## INSTRUCTIONS FOR THE TASK
The job is to find each line in the entries holding the string "image" and copy that line.

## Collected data
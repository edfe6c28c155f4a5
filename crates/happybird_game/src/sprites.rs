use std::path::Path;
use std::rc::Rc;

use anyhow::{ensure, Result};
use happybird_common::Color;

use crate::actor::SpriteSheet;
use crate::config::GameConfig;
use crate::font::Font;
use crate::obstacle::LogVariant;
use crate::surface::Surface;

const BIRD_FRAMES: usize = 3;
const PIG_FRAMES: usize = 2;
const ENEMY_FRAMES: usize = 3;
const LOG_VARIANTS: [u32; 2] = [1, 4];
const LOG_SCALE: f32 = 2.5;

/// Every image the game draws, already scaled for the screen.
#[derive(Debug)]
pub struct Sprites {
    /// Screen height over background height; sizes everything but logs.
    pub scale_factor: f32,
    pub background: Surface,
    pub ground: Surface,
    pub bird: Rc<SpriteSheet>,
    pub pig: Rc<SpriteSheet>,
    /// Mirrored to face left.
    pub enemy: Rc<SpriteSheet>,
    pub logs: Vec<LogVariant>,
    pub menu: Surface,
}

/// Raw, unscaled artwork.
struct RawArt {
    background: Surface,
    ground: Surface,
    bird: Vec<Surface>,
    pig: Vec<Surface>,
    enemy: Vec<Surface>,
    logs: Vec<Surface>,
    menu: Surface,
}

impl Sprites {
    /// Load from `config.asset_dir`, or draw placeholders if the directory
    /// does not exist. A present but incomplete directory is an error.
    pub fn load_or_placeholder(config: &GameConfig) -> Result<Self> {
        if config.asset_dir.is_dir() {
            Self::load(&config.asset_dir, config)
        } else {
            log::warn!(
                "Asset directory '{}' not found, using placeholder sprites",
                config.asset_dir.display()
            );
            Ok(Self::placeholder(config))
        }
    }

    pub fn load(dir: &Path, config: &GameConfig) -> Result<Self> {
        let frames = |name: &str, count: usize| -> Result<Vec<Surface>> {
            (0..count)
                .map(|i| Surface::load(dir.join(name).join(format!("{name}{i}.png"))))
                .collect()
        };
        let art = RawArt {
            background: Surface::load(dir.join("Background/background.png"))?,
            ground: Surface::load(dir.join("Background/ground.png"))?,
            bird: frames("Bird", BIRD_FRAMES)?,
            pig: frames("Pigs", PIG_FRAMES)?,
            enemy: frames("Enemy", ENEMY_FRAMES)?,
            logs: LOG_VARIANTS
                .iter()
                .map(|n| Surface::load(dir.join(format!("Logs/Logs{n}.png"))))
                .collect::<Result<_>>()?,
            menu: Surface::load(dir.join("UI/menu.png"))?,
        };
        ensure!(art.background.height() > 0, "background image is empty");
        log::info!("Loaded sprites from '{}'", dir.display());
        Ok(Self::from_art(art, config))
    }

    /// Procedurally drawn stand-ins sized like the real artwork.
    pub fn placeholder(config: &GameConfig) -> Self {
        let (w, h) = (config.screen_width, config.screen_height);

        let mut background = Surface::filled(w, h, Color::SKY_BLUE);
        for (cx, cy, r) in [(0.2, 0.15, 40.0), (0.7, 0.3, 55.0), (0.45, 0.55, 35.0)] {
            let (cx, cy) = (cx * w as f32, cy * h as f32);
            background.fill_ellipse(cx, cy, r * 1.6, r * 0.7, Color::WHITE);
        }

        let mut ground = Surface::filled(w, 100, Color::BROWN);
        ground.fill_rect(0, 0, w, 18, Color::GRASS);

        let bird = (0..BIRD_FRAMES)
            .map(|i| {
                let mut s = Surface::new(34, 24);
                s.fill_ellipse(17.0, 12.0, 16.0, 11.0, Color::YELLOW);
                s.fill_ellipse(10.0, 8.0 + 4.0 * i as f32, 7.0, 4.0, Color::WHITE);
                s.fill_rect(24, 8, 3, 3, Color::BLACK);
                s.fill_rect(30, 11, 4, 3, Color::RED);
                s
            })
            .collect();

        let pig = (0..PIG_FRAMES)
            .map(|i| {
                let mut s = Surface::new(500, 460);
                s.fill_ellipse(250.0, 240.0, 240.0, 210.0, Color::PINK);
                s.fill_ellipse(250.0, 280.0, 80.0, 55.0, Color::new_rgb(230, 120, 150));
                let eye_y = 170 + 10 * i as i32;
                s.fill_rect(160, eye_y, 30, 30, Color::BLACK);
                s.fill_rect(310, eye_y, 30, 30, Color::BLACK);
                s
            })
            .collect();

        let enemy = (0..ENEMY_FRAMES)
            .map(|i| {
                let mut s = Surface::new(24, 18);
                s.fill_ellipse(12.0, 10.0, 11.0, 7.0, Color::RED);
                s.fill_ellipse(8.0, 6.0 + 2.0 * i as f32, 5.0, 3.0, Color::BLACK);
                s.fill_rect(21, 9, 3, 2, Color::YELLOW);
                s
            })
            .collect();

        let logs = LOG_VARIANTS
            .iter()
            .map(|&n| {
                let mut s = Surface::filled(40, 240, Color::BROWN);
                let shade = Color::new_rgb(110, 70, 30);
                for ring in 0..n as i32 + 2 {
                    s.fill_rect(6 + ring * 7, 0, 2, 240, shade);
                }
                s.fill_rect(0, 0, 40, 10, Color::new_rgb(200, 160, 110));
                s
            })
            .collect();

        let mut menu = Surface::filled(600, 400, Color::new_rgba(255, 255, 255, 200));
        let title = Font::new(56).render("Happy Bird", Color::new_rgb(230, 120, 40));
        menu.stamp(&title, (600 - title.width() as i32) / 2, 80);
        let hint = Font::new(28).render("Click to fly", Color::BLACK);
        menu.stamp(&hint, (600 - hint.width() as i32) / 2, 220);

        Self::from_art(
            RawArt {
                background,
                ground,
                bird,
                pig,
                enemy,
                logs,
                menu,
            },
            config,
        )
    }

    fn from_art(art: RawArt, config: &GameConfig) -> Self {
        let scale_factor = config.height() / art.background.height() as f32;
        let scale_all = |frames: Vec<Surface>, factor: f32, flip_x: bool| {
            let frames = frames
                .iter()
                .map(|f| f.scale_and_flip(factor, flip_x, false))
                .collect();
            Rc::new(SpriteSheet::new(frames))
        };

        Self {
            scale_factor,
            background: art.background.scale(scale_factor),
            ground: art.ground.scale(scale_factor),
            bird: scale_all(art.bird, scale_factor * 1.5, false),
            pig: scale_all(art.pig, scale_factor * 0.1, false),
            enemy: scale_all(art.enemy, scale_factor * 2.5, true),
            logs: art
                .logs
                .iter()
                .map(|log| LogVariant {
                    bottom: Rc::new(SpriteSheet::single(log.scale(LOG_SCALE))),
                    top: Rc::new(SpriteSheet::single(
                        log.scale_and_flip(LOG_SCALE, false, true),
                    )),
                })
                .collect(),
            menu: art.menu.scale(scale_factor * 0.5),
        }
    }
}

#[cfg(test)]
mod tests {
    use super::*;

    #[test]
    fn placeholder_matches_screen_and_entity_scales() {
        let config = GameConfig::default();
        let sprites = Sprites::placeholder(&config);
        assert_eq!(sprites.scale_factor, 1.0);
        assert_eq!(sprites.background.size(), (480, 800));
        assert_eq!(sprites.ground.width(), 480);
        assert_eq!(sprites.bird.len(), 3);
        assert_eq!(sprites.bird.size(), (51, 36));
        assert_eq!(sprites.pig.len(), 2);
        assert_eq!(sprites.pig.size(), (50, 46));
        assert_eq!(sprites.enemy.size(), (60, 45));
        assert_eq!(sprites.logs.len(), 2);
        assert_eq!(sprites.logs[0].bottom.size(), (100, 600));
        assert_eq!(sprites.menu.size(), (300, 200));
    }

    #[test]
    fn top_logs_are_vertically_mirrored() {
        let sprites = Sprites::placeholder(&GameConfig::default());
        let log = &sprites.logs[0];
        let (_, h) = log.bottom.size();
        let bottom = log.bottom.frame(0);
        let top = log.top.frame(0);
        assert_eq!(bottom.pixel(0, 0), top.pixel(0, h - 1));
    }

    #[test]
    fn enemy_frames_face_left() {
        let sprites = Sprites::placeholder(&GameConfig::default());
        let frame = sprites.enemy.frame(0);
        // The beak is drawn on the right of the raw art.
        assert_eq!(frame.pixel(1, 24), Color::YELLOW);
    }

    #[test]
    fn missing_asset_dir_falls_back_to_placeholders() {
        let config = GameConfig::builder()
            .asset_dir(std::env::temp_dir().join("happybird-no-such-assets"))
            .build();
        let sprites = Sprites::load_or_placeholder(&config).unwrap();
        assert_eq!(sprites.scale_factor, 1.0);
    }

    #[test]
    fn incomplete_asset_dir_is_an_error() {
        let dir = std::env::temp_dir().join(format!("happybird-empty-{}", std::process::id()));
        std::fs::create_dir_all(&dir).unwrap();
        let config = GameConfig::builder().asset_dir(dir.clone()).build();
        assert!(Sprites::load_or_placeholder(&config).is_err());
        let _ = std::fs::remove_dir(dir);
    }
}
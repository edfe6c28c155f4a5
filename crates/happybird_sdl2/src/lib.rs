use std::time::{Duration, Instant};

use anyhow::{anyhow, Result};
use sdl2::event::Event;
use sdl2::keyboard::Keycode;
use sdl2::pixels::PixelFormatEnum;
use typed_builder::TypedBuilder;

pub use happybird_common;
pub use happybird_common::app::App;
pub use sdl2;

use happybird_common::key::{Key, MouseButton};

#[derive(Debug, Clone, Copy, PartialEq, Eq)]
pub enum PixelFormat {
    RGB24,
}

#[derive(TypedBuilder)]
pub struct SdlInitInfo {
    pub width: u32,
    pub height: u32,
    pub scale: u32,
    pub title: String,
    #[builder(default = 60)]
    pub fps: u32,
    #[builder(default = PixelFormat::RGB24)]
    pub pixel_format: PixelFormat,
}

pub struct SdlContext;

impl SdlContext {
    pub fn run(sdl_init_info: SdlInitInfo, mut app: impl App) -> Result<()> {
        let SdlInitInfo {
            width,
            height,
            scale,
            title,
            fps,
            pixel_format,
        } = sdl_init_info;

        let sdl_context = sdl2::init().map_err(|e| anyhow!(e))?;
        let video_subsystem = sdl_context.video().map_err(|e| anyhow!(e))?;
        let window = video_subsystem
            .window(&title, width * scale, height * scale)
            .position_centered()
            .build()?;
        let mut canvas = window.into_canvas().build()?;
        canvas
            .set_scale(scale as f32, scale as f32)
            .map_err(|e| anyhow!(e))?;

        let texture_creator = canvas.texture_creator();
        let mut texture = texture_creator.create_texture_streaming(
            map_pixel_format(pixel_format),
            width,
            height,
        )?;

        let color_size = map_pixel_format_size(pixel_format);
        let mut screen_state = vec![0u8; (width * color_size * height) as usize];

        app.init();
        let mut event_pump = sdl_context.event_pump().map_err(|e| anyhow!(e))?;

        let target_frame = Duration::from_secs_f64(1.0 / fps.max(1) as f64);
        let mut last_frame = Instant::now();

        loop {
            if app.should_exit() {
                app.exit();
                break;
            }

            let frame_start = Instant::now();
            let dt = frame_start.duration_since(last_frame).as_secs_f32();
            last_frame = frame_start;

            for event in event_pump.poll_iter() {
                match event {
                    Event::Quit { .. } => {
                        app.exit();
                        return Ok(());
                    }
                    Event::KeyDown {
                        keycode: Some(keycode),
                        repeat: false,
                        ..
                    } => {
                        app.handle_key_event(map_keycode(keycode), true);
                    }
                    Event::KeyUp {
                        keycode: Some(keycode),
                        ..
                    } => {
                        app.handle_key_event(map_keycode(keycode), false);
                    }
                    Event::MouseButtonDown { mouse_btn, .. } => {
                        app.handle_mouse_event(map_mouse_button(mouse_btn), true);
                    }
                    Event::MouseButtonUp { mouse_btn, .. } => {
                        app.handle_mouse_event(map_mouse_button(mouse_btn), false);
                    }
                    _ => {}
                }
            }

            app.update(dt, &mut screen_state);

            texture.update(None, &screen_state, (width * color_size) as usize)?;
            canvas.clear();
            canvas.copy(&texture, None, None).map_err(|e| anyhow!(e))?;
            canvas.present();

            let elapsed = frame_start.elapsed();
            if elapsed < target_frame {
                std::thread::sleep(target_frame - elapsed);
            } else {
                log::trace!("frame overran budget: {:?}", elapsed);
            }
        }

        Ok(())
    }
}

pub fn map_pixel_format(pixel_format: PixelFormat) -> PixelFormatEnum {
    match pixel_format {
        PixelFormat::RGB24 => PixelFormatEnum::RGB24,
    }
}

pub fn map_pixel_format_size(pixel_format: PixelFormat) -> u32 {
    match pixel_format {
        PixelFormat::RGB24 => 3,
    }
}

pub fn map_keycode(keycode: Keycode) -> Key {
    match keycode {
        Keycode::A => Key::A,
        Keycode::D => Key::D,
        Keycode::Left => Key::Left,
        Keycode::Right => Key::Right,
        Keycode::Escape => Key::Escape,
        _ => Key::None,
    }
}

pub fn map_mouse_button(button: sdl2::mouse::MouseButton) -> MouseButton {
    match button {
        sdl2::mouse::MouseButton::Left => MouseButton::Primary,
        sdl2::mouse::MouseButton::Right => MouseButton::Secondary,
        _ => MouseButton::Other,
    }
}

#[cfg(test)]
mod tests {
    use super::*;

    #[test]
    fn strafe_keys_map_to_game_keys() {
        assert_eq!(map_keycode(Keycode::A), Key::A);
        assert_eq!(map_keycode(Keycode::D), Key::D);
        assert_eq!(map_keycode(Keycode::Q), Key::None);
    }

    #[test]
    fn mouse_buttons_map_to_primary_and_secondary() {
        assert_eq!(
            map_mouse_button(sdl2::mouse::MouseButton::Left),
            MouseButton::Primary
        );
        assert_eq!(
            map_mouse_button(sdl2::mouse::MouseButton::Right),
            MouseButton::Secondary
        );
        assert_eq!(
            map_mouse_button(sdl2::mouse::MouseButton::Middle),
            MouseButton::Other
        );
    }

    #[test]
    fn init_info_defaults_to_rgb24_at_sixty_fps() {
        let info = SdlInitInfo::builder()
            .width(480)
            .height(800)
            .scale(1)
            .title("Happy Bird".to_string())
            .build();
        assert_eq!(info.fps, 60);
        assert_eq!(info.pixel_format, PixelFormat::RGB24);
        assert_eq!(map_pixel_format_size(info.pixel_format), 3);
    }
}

## EXERCISE OUTPUT
/// Every image the game draws, already scaled for the screen.
        ensure!(art.background.height() > 0, "background image is empty");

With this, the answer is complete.